PROBLEM REQUIREMENTS.
What lines in the entries hold the string "category"? List them.

INFORMATION.
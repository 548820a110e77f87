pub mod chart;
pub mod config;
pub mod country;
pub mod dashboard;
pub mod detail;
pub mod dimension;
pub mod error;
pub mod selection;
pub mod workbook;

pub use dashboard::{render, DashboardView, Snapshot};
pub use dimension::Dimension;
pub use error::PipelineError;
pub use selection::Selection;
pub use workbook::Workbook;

...

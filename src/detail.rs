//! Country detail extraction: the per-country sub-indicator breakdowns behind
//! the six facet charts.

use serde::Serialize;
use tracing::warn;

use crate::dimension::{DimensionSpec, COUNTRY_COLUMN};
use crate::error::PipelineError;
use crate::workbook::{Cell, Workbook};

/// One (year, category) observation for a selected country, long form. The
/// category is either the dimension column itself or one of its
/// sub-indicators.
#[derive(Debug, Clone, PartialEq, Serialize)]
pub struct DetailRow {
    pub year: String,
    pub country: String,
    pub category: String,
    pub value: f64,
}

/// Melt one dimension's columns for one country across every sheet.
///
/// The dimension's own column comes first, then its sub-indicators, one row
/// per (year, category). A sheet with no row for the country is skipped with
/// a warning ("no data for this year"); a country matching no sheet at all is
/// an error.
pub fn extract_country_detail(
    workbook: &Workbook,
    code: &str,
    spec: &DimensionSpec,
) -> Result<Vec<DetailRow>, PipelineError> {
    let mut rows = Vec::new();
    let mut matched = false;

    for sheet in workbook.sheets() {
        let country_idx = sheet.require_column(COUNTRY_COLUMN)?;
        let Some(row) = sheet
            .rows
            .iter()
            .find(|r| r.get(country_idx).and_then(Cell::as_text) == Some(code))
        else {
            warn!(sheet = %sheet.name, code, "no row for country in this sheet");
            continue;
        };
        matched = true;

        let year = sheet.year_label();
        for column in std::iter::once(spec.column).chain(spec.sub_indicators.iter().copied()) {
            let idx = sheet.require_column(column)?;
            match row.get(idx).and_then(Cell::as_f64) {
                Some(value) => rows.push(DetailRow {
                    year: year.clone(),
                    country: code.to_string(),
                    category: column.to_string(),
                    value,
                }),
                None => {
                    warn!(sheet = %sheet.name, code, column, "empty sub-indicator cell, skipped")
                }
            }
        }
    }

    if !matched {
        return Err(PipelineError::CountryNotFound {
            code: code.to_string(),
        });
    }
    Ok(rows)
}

EXPECTED ANSWER.
/// One (year, category) observation for a selected country, long form. The
/// category is either the dimension column itself or one of its
    pub category: String,
/// per (year, category). A sheet with no row for the country is skipped with
                    category: column.to_string(),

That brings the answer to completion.